Determine the number of lines in the listing below that hold the word "SubscriptionRepository". Write the number alone.

==== EXERCISE DATA

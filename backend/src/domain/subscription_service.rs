//! Subscription domain service.
//!
//! Creates subscriptions (geocoding unseen cities on the way), applies
//! owner-checked mutations and lists a user's dashboard.

use std::sync::Arc;

use async_trait::async_trait;
use mockable::Clock;
use serde_json::json;
use tracing::{info, warn};

use crate::domain::ports::{
    CityPersistenceError, CityRepository, CreateSubscriptionRequest, Geocoder, GeocodingError,
    SubscriptionCommand, SubscriptionPersistenceError, SubscriptionQuery, SubscriptionRepository,
};
use crate::domain::{
    City, CityId, CityName, Error, Period, ReportField, SUBSCRIPTION_LIMIT, Subscription,
    SubscriptionId, UserId,
};

/// Subscription service implementing the command and query ports.
#[derive(Clone)]
pub struct SubscriptionService<S, C, G> {
    subscriptions: Arc<S>,
    cities: Arc<C>,
    geocoder: Arc<G>,
    clock: Arc<dyn Clock>,
}

impl<S, C, G> SubscriptionService<S, C, G> {
    /// Create a new service.
    pub fn new(
        subscriptions: Arc<S>,
        cities: Arc<C>,
        geocoder: Arc<G>,
        clock: Arc<dyn Clock>,
    ) -> Self {
        Self {
            subscriptions,
            cities,
            geocoder,
            clock,
        }
    }
}

fn map_subscription_error(error: SubscriptionPersistenceError) -> Error {
    match error {
        SubscriptionPersistenceError::Connection { message } => {
            Error::service_unavailable(format!("subscription repository unavailable: {message}"))
        }
        SubscriptionPersistenceError::Query { message } => {
            Error::internal(format!("subscription repository error: {message}"))
        }
        SubscriptionPersistenceError::LimitReached { limit } => limit_reached(limit),
        SubscriptionPersistenceError::Duplicate { city } => {
            Error::conflict(format!("already subscribed to {city}"))
                .with_details(json!({ "field": "city", "code": "duplicate_subscription" }))
        }
    }
}

fn map_city_error(error: CityPersistenceError) -> Error {
    match error {
        CityPersistenceError::Connection { message } => {
            Error::service_unavailable(format!("city repository unavailable: {message}"))
        }
        CityPersistenceError::Query { message } => {
            Error::internal(format!("city repository error: {message}"))
        }
    }
}

fn map_geocoding_error(error: GeocodingError) -> Error {
    Error::service_unavailable(format!("could not geocode city: {error}"))
}

fn limit_reached(limit: usize) -> Error {
    Error::invalid_request(format!("you may hold at most {limit} subscriptions"))
        .with_details(json!({ "code": "subscription_limit", "limit": limit }))
}

impl<S, C, G> SubscriptionService<S, C, G>
where
    S: SubscriptionRepository,
    C: CityRepository,
    G: Geocoder,
{
    /// Existing city row, or a freshly geocoded one.
    async fn resolve_city(&self, name: &CityName) -> Result<City, Error> {
        if let Some(city) = self
            .cities
            .find_by_name(name)
            .await
            .map_err(map_city_error)?
        {
            return Ok(city);
        }

        let coordinates = self
            .geocoder
            .locate(name)
            .await
            .map_err(|err| {
                warn!(city = %name, error = %err, "geocoding failed");
                map_geocoding_error(err)
            })?
            .ok_or_else(|| {
                Error::invalid_request(format!("city '{name}' was not found"))
                    .with_details(json!({ "field": "city", "code": "unknown_city" }))
            })?;

        let candidate = City {
            id: CityId::random(),
            name: name.clone(),
            coordinates,
        };
        let city = self
            .cities
            .insert_or_get(&candidate)
            .await
            .map_err(map_city_error)?;
        info!(city_id = %city.id, city = %city.name, "city geocoded");
        Ok(city)
    }

    /// Load a subscription the acting user owns.
    async fn owned(&self, user_id: &UserId, id: &SubscriptionId) -> Result<Subscription, Error> {
        let subscription = self
            .subscriptions
            .find_by_id(id)
            .await
            .map_err(map_subscription_error)?
            .ok_or_else(|| Error::not_found(format!("subscription {id} not found")))?;
        if subscription.user_id != *user_id {
            return Err(Error::unauthorized("subscription belongs to another user"));
        }
        Ok(subscription)
    }

    async fn save(&self, subscription: &Subscription) -> Result<(), Error> {
        self.subscriptions
            .update(subscription)
            .await
            .map_err(map_subscription_error)
    }
}

#[async_trait]
impl<S, C, G> SubscriptionCommand for SubscriptionService<S, C, G>
where
    S: SubscriptionRepository,
    C: CityRepository,
    G: Geocoder,
{
    async fn create(&self, request: CreateSubscriptionRequest) -> Result<Subscription, Error> {
        // Skip geocoding when the insert would be refused anyway; the store
        // re-checks both rules atomically.
        let existing = self
            .subscriptions
            .list_for_user(&request.user_id)
            .await
            .map_err(map_subscription_error)?;
        if existing.len() >= SUBSCRIPTION_LIMIT {
            return Err(limit_reached(SUBSCRIPTION_LIMIT));
        }
        if existing.iter().any(|s| s.city.name == request.city) {
            return Err(map_subscription_error(
                SubscriptionPersistenceError::duplicate(request.city.to_string()),
            ));
        }

        let city = self.resolve_city(&request.city).await?;
        let subscription = Subscription::new(
            request.user_id,
            city,
            request.period.unwrap_or_default(),
            request.flags,
            self.clock.utc(),
        );
        self.subscriptions
            .insert_within_limit(&subscription, SUBSCRIPTION_LIMIT)
            .await
            .map_err(map_subscription_error)?;
        info!(
            subscription_id = %subscription.id,
            user_id = %subscription.user_id,
            city = %subscription.city.name,
            "subscription created"
        );
        Ok(subscription)
    }

    async fn toggle(
        &self,
        user_id: &UserId,
        id: &SubscriptionId,
        field: ReportField,
    ) -> Result<Subscription, Error> {
        let mut subscription = self.owned(user_id, id).await?;
        subscription.toggle(field, self.clock.utc());
        self.save(&subscription).await?;
        Ok(subscription)
    }

    async fn change_period(
        &self,
        user_id: &UserId,
        id: &SubscriptionId,
        period: Period,
    ) -> Result<Subscription, Error> {
        let mut subscription = self.owned(user_id, id).await?;
        subscription.change_period(period, self.clock.utc());
        self.save(&subscription).await?;
        Ok(subscription)
    }

    async fn delete(&self, user_id: &UserId, id: &SubscriptionId) -> Result<(), Error> {
        self.owned(user_id, id).await?;
        let removed = self
            .subscriptions
            .delete(id)
            .await
            .map_err(map_subscription_error)?;
        if !removed {
            return Err(Error::not_found(format!("subscription {id} not found")));
        }
        info!(subscription_id = %id, "subscription deleted");
        Ok(())
    }
}

#[async_trait]
impl<S, C, G> SubscriptionQuery for SubscriptionService<S, C, G>
where
    S: SubscriptionRepository,
    C: CityRepository,
    G: Geocoder,
{
    async fn list_for_user(&self, user_id: &UserId) -> Result<Vec<Subscription>, Error> {
        self.subscriptions
            .list_for_user(user_id)
            .await
            .map_err(map_subscription_error)
    }
}

#[cfg(test)]
#[path = "subscription_service_tests.rs"]
mod tests;
//! Weather cache service.
//!
//! Reads serve the per-city cache while it is younger than the TTL and fall
//! back to the upstream provider otherwise. The refresh jobs go through the
//! same fetch-and-store path.

use std::sync::Arc;

use async_trait::async_trait;
use mockable::Clock;
use serde_json::Value;
use tracing::{debug, info, warn};

use crate::domain::ports::{
    BackfillSummary, CityPersistenceError, CityRepository, RefreshQueue, RefreshQueueError,
    SubscriptionPersistenceError, SubscriptionRepository, WeatherCacheError,
    WeatherCacheRepository, WeatherQuery, WeatherRefresh, WeatherSource, WeatherSourceError,
};
use crate::domain::{City, CityId, Error, FreshnessPolicy, SubscriptionId, WeatherSnapshot};

/// Weather service implementing the query and refresh ports.
#[derive(Clone)]
pub struct WeatherService {
    source: Arc<dyn WeatherSource>,
    cache: Arc<dyn WeatherCacheRepository>,
    cities: Arc<dyn CityRepository>,
    subscriptions: Arc<dyn SubscriptionRepository>,
    queue: Arc<dyn RefreshQueue>,
    clock: Arc<dyn Clock>,
    policy: FreshnessPolicy,
}

/// Driven ports the weather service depends on.
#[derive(Clone)]
pub struct WeatherPorts {
    pub source: Arc<dyn WeatherSource>,
    pub cache: Arc<dyn WeatherCacheRepository>,
    pub cities: Arc<dyn CityRepository>,
    pub subscriptions: Arc<dyn SubscriptionRepository>,
    pub queue: Arc<dyn RefreshQueue>,
}

impl WeatherService {
    /// Create a new service with the default freshness policy.
    pub fn new(ports: WeatherPorts, clock: Arc<dyn Clock>) -> Self {
        Self {
            source: ports.source,
            cache: ports.cache,
            cities: ports.cities,
            subscriptions: ports.subscriptions,
            queue: ports.queue,
            clock,
            policy: FreshnessPolicy::default(),
        }
    }

    /// Replace the freshness policy.
    pub fn with_policy(mut self, policy: FreshnessPolicy) -> Self {
        self.policy = policy;
        self
    }

    async fn fetch_and_store(&self, city: &City) -> Result<WeatherSnapshot, WeatherFetchError> {
        let payload = self
            .source
            .current(&city.coordinates)
            .await
            .map_err(WeatherFetchError::Source)?;
        let snapshot = WeatherSnapshot {
            city_id: city.id,
            updated_at: self.clock.utc(),
            payload,
        };
        self.cache
            .upsert(&snapshot)
            .await
            .map_err(WeatherFetchError::Cache)?;
        debug!(city_id = %city.id, city = %city.name, "weather refreshed");
        Ok(snapshot)
    }
}

#[derive(Debug)]
enum WeatherFetchError {
    Source(WeatherSourceError),
    Cache(WeatherCacheError),
}

impl From<WeatherFetchError> for Error {
    fn from(error: WeatherFetchError) -> Self {
        match error {
            WeatherFetchError::Source(err) => {
                Error::internal(format!("weather provider failed: {err}"))
            }
            WeatherFetchError::Cache(err) => map_cache_error(err),
        }
    }
}

fn map_cache_error(error: WeatherCacheError) -> Error {
    match error {
        WeatherCacheError::Connection { message } => {
            Error::service_unavailable(format!("weather cache unavailable: {message}"))
        }
        WeatherCacheError::Query { message } => {
            Error::internal(format!("weather cache error: {message}"))
        }
    }
}

fn map_city_error(error: CityPersistenceError) -> Error {
    match error {
        CityPersistenceError::Connection { message } => {
            Error::service_unavailable(format!("city repository unavailable: {message}"))
        }
        CityPersistenceError::Query { message } => {
            Error::internal(format!("city repository error: {message}"))
        }
    }
}

fn map_subscription_error(error: SubscriptionPersistenceError) -> Error {
    match error {
        SubscriptionPersistenceError::Connection { message } => {
            Error::service_unavailable(format!("subscription repository unavailable: {message}"))
        }
        other => Error::internal(format!("subscription repository error: {other}")),
    }
}

fn map_queue_error(error: RefreshQueueError) -> Error {
    Error::service_unavailable(error.to_string())
}

#[async_trait]
impl WeatherQuery for WeatherService {
    async fn current_for_subscription(&self, id: &SubscriptionId) -> Result<Value, Error> {
        let subscription = self
            .subscriptions
            .find_by_id(id)
            .await
            .map_err(map_subscription_error)?
            .ok_or_else(|| Error::not_found(format!("subscription {id} not found")))?;
        self.current_for_city(&subscription.city).await
    }

    async fn current_for_city(&self, city: &City) -> Result<Value, Error> {
        let cached = self.cache.find(&city.id).await.map_err(map_cache_error)?;
        let now = self.clock.utc();
        if let Some(snapshot) = cached.as_ref().filter(|s| self.policy.is_fresh(s, now)) {
            return Ok(snapshot.payload.clone());
        }

        match self.fetch_and_store(city).await {
            Ok(snapshot) => Ok(snapshot.payload),
            Err(err) => match cached {
                Some(stale) => {
                    warn!(
                        city_id = %city.id,
                        age_minutes = stale.age(now).num_minutes(),
                        error = ?err,
                        "weather refresh failed; serving stale snapshot"
                    );
                    Ok(stale.payload)
                }
                None => Err(err.into()),
            },
        }
    }
}

#[async_trait]
impl WeatherRefresh for WeatherService {
    async fn refresh_city(&self, city_id: &CityId) -> Result<WeatherSnapshot, Error> {
        let city = self
            .cities
            .find_by_id(city_id)
            .await
            .map_err(map_city_error)?
            .ok_or_else(|| Error::not_found(format!("city {city_id} not found")))?;
        Ok(self.fetch_and_store(&city).await?)
    }

    async fn refresh_stale(&self) -> Result<usize, Error> {
        let cutoff = self.policy.refresh_cutoff(self.clock.utc());
        let stale = self
            .cache
            .list_stale(cutoff)
            .await
            .map_err(map_cache_error)?;
        for city_id in &stale {
            self.queue
                .enqueue(*city_id)
                .await
                .map_err(map_queue_error)?;
        }
        if !stale.is_empty() {
            info!(count = stale.len(), %cutoff, "stale weather refreshes queued");
        }
        Ok(stale.len())
    }

    async fn backfill_missing(&self) -> Result<BackfillSummary, Error> {
        let missing = self
            .cities
            .list_without_weather()
            .await
            .map_err(map_city_error)?;
        let mut summary = BackfillSummary {
            attempted: missing.len(),
            ..BackfillSummary::default()
        };
        for city in &missing {
            match self.fetch_and_store(city).await {
                Ok(_) => summary.refreshed += 1,
                Err(err) => {
                    summary.failed += 1;
                    warn!(city_id = %city.id, city = %city.name, error = ?err, "weather backfill failed");
                }
            }
        }
        Ok(summary)
    }
}

#[cfg(test)]
#[path = "weather_service_tests.rs"]
mod tests;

========

■ ANSWER
7